BEGIN Entries provided

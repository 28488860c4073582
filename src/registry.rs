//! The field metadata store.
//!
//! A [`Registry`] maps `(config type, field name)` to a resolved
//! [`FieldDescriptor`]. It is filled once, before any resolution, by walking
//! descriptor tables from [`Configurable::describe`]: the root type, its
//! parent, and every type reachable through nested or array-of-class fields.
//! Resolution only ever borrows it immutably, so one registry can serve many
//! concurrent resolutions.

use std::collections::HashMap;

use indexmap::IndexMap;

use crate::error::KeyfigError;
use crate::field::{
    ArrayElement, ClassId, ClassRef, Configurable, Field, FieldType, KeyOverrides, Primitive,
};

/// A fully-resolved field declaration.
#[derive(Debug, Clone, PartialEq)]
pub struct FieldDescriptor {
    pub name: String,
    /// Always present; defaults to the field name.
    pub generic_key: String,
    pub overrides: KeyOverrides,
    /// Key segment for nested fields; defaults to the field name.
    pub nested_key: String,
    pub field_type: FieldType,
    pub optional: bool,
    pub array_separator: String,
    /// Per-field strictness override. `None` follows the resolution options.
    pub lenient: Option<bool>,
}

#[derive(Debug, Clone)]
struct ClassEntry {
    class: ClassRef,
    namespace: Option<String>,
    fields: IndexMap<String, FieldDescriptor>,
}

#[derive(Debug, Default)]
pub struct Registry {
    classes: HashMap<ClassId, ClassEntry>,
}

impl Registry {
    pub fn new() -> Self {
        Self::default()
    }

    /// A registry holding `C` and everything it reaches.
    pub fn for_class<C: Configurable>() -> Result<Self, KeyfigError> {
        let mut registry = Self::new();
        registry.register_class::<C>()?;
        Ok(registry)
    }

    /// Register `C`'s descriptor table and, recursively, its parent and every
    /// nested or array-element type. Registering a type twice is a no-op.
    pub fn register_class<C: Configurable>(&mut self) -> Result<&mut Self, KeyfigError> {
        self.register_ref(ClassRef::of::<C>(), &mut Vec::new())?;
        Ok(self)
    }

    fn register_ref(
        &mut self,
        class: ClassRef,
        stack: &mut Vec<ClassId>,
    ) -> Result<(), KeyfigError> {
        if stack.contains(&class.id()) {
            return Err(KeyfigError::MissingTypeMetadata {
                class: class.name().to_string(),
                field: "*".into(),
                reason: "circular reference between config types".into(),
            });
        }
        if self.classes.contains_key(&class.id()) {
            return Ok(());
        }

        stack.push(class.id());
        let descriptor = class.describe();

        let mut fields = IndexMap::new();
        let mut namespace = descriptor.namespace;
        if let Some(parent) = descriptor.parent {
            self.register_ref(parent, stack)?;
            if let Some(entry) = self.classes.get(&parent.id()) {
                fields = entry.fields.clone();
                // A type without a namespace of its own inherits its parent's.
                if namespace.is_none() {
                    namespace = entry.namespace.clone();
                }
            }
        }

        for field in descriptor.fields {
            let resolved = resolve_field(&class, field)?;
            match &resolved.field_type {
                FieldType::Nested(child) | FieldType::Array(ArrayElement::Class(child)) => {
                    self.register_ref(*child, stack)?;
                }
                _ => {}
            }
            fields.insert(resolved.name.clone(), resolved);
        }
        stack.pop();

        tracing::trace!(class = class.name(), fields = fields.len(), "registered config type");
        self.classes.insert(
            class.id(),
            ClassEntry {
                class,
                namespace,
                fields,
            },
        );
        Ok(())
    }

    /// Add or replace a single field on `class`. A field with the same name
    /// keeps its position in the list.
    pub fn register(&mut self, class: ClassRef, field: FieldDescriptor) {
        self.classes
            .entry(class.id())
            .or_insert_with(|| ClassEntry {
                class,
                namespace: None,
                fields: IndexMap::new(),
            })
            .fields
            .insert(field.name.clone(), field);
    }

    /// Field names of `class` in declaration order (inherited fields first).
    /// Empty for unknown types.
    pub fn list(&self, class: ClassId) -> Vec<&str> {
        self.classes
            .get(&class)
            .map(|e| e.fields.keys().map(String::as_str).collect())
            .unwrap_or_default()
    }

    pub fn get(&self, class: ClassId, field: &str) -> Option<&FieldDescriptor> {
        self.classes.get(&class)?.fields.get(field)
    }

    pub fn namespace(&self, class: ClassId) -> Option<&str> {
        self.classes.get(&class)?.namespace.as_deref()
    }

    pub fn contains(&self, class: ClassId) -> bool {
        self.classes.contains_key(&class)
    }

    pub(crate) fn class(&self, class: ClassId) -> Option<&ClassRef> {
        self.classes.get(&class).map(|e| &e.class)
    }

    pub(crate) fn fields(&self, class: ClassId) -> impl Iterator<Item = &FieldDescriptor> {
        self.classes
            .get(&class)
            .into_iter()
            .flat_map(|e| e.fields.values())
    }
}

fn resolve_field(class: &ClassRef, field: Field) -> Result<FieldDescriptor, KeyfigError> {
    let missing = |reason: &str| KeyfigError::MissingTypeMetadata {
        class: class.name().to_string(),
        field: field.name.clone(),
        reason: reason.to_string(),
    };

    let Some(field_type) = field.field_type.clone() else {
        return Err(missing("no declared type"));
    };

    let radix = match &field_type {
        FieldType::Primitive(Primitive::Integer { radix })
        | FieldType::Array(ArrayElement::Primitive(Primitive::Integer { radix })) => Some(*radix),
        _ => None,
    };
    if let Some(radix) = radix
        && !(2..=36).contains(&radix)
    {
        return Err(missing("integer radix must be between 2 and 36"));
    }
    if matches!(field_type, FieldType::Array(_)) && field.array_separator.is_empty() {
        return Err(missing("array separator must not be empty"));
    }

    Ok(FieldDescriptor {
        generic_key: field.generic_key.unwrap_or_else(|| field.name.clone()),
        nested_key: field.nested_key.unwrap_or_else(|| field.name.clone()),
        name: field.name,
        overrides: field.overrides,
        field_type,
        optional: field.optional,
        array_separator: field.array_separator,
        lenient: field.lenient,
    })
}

END Entries provided

Exercise: Which lines in the records above contain the string "IndexMap"? Copy each one.

Solution to this exercise:
use indexmap::IndexMap;
    fields: IndexMap<String, FieldDescriptor>,
        let mut fields = IndexMap::new();
                fields: IndexMap::new(),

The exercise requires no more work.